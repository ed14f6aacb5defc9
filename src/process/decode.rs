use encoding_rs::WINDOWS_1252;

/// Decode object bytes as UTF-8, falling back to windows-1252 for files
/// exported by older tooling. The fallback maps every byte to a character,
/// so decoding never fails on malformed input.
pub fn decode_text(bytes: &[u8]) -> String {
    match std::str::from_utf8(bytes) {
        Ok(text) => text.strip_prefix('\u{feff}').unwrap_or(text).to_string(),
        Err(_) => {
            let (text, _, _) = WINDOWS_1252.decode(bytes);
            text.into_owned()
        }
    }
}
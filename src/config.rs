use anyhow::{Context, Result};
use std::{env, net::SocketAddr, path::PathBuf};

/// Runtime configuration, read once from the environment at startup.
/// Defaults match the local development stack so every binary runs with no
/// variables set.
#[derive(Debug, Clone)]
pub struct Config {
    /// Record-store table holding one item per plant.
    pub table_name: String,
    /// Root directory the filesystem object store keeps its buckets under.
    pub data_root: PathBuf,
    pub bucket: String,
    /// Prefix new objects arrive under. Always ends with `/`.
    pub incoming_prefix: String,
    /// Prefix objects are relocated to after a successful load. Always ends
    /// with `/`.
    pub processed_prefix: String,
    pub db_path: PathBuf,
    /// Seconds the poller sleeps between discovery passes.
    pub poll_seconds: u64,
    pub api_addr: SocketAddr,
    /// Optional YAML file overriding the built-in header alias table.
    pub alias_file: Option<PathBuf>,
}

impl Config {
    pub fn from_env() -> Result<Self> {
        Ok(Self {
            table_name: var_or("TABLE_NAME", "egrid_plants"),
            data_root: var_or("DATA_ROOT", "data").into(),
            bucket: var_or("S3_BUCKET", "egrid"),
            incoming_prefix: with_trailing_slash(var_or("S3_INCOMING_PREFIX", "incoming/")),
            processed_prefix: with_trailing_slash(var_or("S3_PROCESSED_PREFIX", "processed/")),
            db_path: var_or("DB_PATH", "data/egrid.db").into(),
            poll_seconds: var_or("POLL_SECONDS", "5")
                .parse()
                .context("POLL_SECONDS must be an integer")?,
            api_addr: var_or("API_ADDR", "0.0.0.0:8000")
                .parse()
                .context("API_ADDR must be host:port")?,
            alias_file: env::var("ALIAS_FILE").ok().map(PathBuf::from),
        })
    }
}

fn var_or(key: &str, default: &str) -> String {
    env::var(key).unwrap_or_else(|_| default.to_string())
}

fn with_trailing_slash(prefix: String) -> String {
    if prefix.is_empty() || prefix.ends_with('/') {
        prefix
    } else {
        format!("{}/", prefix)
    }
}
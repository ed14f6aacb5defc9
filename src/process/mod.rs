// src/process/mod.rs

pub mod aggregate;
pub mod decode;
pub mod rows;
pub mod sniff;

pub use aggregate::{aggregate, FileAggregate, PlantKey, PlantRecord, SkipCounts};
pub use decode::decode_text;
pub use rows::{normalize_row, parse_decimal, NormalizedRow, RawRow, SkipReason};
pub use sniff::sniff_delimiter;

use csv::ReaderBuilder;
use tracing::debug;

use crate::error::SchemaError;
use crate::schema::AliasTable;

/// Run the full per-file pipeline over decoded text: sniff the dialect,
/// resolve the header against the alias table, normalize each content line,
/// and merge rows into one record per plant key.
///
/// An empty file yields an empty aggregate. A header that cannot be
/// resolved rejects the whole file via `SchemaError`; every defect below
/// the header only drops the affected row.
pub fn process_text(text: &str, aliases: &AliasTable) -> Result<FileAggregate, SchemaError> {
    let delimiter = sniff_delimiter(text);
    let mut reader = ReaderBuilder::new()
        .delimiter(delimiter)
        .has_headers(false)
        .flexible(true)
        .from_reader(text.as_bytes());

    let mut records = reader.records();
    let header: Vec<String> = match records.next() {
        Some(Ok(record)) => record.iter().map(str::to_string).collect(),
        Some(Err(_)) | None => return Ok(FileAggregate::default()),
    };

    let columns = aliases.resolve_columns(&header)?;
    debug!(
        delimiter = %(delimiter as char),
        generator_level = matches!(
            columns.measurement,
            crate::schema::MeasurementColumn::Generator(_)
        ),
        "resolved columns"
    );

    let normalized = records.map(|record| match record {
        Ok(record) => normalize_row(&RawRow::from(record), &columns),
        Err(_) => Err(SkipReason::Unreadable),
    });

    Ok(aggregate(normalized, &columns))
}
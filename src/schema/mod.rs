// src/schema/mod.rs

pub mod aliases;

pub use aliases::AliasTable;

use once_cell::sync::Lazy;
use regex::Regex;
use serde::{Deserialize, Serialize};

use crate::error::SchemaError;

/// The fixed semantic columns the pipeline understands. Everything else in
/// an input file is ignored.
#[derive(Debug, Clone, Copy, PartialEq, Eq, Hash, Serialize, Deserialize)]
#[serde(rename_all = "snake_case")]
pub enum CanonicalField {
    PlantId,
    PlantName,
    State,
    NetGeneration,
    BalancingAuthority,
    GeneratorNetGeneration,
}

static NON_ALNUM: Lazy<Regex> = Lazy::new(|| Regex::new(r"[^a-z0-9]+").unwrap());

/// Lower-case a header cell and collapse every non-alphanumeric run to a
/// single space, so "Plant Name", "PLANT_NAME" and "plant-name" all compare
/// equal.
pub fn normalize_header(raw: &str) -> String {
    NON_ALNUM
        .replace_all(&raw.trim().to_lowercase(), " ")
        .trim()
        .to_string()
}

/// How a header matched an alias. Exact outranks containment when two
/// canonical fields land on the same column.
#[derive(Debug, Clone, Copy, PartialEq, Eq, PartialOrd, Ord)]
enum MatchStrength {
    Contains,
    Exact,
}

/// Which measurement column a file exposes. Plant-level files carry one row
/// per plant; generator-level files need summation per plant.
#[derive(Debug, Clone, Copy, PartialEq, Eq)]
pub enum MeasurementColumn {
    Plant(usize),
    Generator(usize),
}

impl MeasurementColumn {
    pub fn index(&self) -> usize {
        match *self {
            MeasurementColumn::Plant(idx) | MeasurementColumn::Generator(idx) => idx,
        }
    }
}

/// Column indices resolved from one file's header row.
#[derive(Debug, Clone)]
pub struct ColumnMap {
    pub plant_id: Option<usize>,
    pub plant_name: usize,
    pub state: usize,
    pub balancing_authority: Option<usize>,
    pub measurement: MeasurementColumn,
}

impl AliasTable {
    /// Column index for `field` in `headers`, or None.
    ///
    /// Pass 1 is an exact match on normalized text, walking aliases in
    /// priority order and taking the first matching header index. Pass 2
    /// relaxes to substring containment in either direction, same ordering.
    pub fn find_column(&self, headers: &[String], field: CanonicalField) -> Option<usize> {
        self.find_column_ranked(headers, field).map(|(idx, _)| idx)
    }

    fn find_column_ranked(
        &self,
        headers: &[String],
        field: CanonicalField,
    ) -> Option<(usize, MatchStrength)> {
        let normalized: Vec<String> = headers.iter().map(|h| normalize_header(h)).collect();

        for alias in self.aliases_for(field) {
            let alias = normalize_header(alias);
            for (idx, header) in normalized.iter().enumerate() {
                if *header == alias {
                    return Some((idx, MatchStrength::Exact));
                }
            }
        }

        for alias in self.aliases_for(field) {
            let alias = normalize_header(alias);
            for (idx, header) in normalized.iter().enumerate() {
                // An empty header cell would be contained in every alias.
                if header.is_empty() {
                    continue;
                }
                if header.contains(&alias) || alias.contains(header.as_str()) {
                    return Some((idx, MatchStrength::Contains));
                }
            }
        }

        None
    }

    /// Resolve the full column map for a header row. Plant name and state
    /// are mandatory; at least one measurement column must resolve or the
    /// file is rejected whole.
    ///
    /// When the plant-level and generator-level alias sets resolve to
    /// distinct columns the plant-level one wins. When they land on the same
    /// column (the loose containment pass makes that common for headers like
    /// "Generator Annual Net Generation (MWh)"), the stronger match decides
    /// what the column really is, ties going to plant-level.
    pub fn resolve_columns(&self, headers: &[String]) -> Result<ColumnMap, SchemaError> {
        let plant_name = self.find_column(headers, CanonicalField::PlantName);
        let state = self.find_column(headers, CanonicalField::State);
        let net = self.find_column_ranked(headers, CanonicalField::NetGeneration);
        let generator_net =
            self.find_column_ranked(headers, CanonicalField::GeneratorNetGeneration);

        let measurement = match (net, generator_net) {
            (Some((n, _)), Some((g, _))) if n != g => Some(MeasurementColumn::Plant(n)),
            (Some((n, n_strength)), Some((g, g_strength))) => {
                if g_strength > n_strength {
                    Some(MeasurementColumn::Generator(g))
                } else {
                    Some(MeasurementColumn::Plant(n))
                }
            }
            (Some((n, _)), None) => Some(MeasurementColumn::Plant(n)),
            (None, Some((g, _))) => Some(MeasurementColumn::Generator(g)),
            (None, None) => None,
        };

        match (plant_name, state, measurement) {
            (Some(plant_name), Some(state), Some(measurement)) => Ok(ColumnMap {
                plant_id: self.find_column(headers, CanonicalField::PlantId),
                plant_name,
                state,
                balancing_authority: self.find_column(headers, CanonicalField::BalancingAuthority),
                measurement,
            }),
            _ => {
                let mut missing = Vec::new();
                if plant_name.is_none() {
                    missing.push("plant name");
                }
                if state.is_none() {
                    missing.push("state");
                }
                if measurement.is_none() {
                    missing.push("net generation (plant or generator level)");
                }
                Err(SchemaError::Unrecognized {
                    missing: missing.join(", "),
                })
            }
        }
    }
}

#[cfg(test)]
mod tests {
    use super::*;

    fn headers(cells: &[&str]) -> Vec<String> {
        cells.iter().map(|c| c.to_string()).collect()
    }

    #[test]
    fn normalization_collapses_punctuation_and_case() {
        assert_eq!(normalize_header("  Plant Name "), "plant name");
        assert_eq!(normalize_header("PLANT__NAME"), "plant name");
        assert_eq!(normalize_header("Plant-Name (2023)"), "plant name 2023");
        assert_eq!(normalize_header("...!!!"), "");
    }

    #[test]
    fn every_alias_resolves_to_its_column() {
        let table = AliasTable::default();
        for field in [
            CanonicalField::PlantId,
            CanonicalField::PlantName,
            CanonicalField::State,
            CanonicalField::NetGeneration,
            CanonicalField::BalancingAuthority,
            CanonicalField::GeneratorNetGeneration,
        ] {
            for alias in table.aliases_for(field) {
                // Surround with unrelated headers and scramble the casing.
                let row = headers(&["zzz first", &alias.to_uppercase(), "zzz last"]);
                assert_eq!(
                    table.find_column(&row, field),
                    Some(1),
                    "alias {alias:?} of {field:?} did not resolve"
                );
            }
        }
    }

    #[test]
    fn exact_match_beats_containment() {
        let table = AliasTable::default();
        // "state" matches index 1 exactly; index 0 only by containment.
        let row = headers(&["interstate region", "State"]);
        assert_eq!(table.find_column(&row, CanonicalField::State), Some(1));
    }

    #[test]
    fn containment_matches_either_direction() {
        let table = AliasTable::default();
        // Header text contains the alias.
        let row = headers(&["2023 Plant Name Reported"]);
        assert_eq!(table.find_column(&row, CanonicalField::PlantName), Some(0));
        // Alias contains the header text.
        let row = headers(&["Net Generation"]);
        assert_eq!(
            table.find_column(&row, CanonicalField::NetGeneration),
            Some(0)
        );
    }

    #[test]
    fn unrelated_headers_resolve_to_not_found() {
        let table = AliasTable::default();
        let row = headers(&["fuel type", "county", "operator"]);
        assert_eq!(table.find_column(&row, CanonicalField::PlantName), None);
        assert!(table.resolve_columns(&row).is_err());
    }

    #[test]
    fn empty_header_cells_never_match() {
        let table = AliasTable::default();
        let row = headers(&["", "   ", "Plant Name"]);
        assert_eq!(table.find_column(&row, CanonicalField::PlantName), Some(2));
        assert_eq!(table.find_column(&row, CanonicalField::State), None);
    }

    #[test]
    fn plant_level_measurement_wins_over_generator_level() {
        let table = AliasTable::default();
        let row = headers(&[
            "Plant Name",
            "State",
            "Generator Annual Net Generation (MWh)",
            "Plant Annual Net Generation (MWh)",
        ]);
        let columns = table.resolve_columns(&row).unwrap();
        assert_eq!(columns.measurement, MeasurementColumn::Plant(3));
    }

    #[test]
    fn generator_only_header_selects_generator_mode() {
        // The plant-level alias "net generation (mwh)" containment-matches
        // this header too; the exact generator-level match must win.
        let table = AliasTable::default();
        let row = headers(&[
            "Plant Name",
            "State Abbreviation",
            "Generator Annual Net Generation (MWh)",
        ]);
        let columns = table.resolve_columns(&row).unwrap();
        assert_eq!(columns.measurement, MeasurementColumn::Generator(2));
        assert_eq!(columns.plant_id, None);
    }

    #[test]
    fn plant_only_header_stays_plant_mode() {
        // The generator alias set containment-matches "Net Generation (MWh)"
        // as well, but only the plant-level set matches it exactly.
        let table = AliasTable::default();
        let row = headers(&["Plant Name", "State", "Net Generation (MWh)"]);
        let columns = table.resolve_columns(&row).unwrap();
        assert_eq!(columns.measurement, MeasurementColumn::Plant(2));
    }

    #[test]
    fn missing_measurement_rejects_the_file() {
        let table = AliasTable::default();
        let row = headers(&["Plant Name", "State"]);
        let err = table.resolve_columns(&row).unwrap_err();
        assert!(err.to_string().contains("net generation"));
    }
}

-- Work required --
Please write out the material word for word from its first line through the line holding "on malformed input.", including both, and no line past it.

-- Solution to this task --
repository ed14f6aacb5defc9
filename src/process/decode.rs
use encoding_rs::WINDOWS_1252;

/// Decode object bytes as UTF-8, falling back to windows-1252 for files
/// exported by older tooling. The fallback maps every byte to a character,
/// so decoding never fails on malformed input.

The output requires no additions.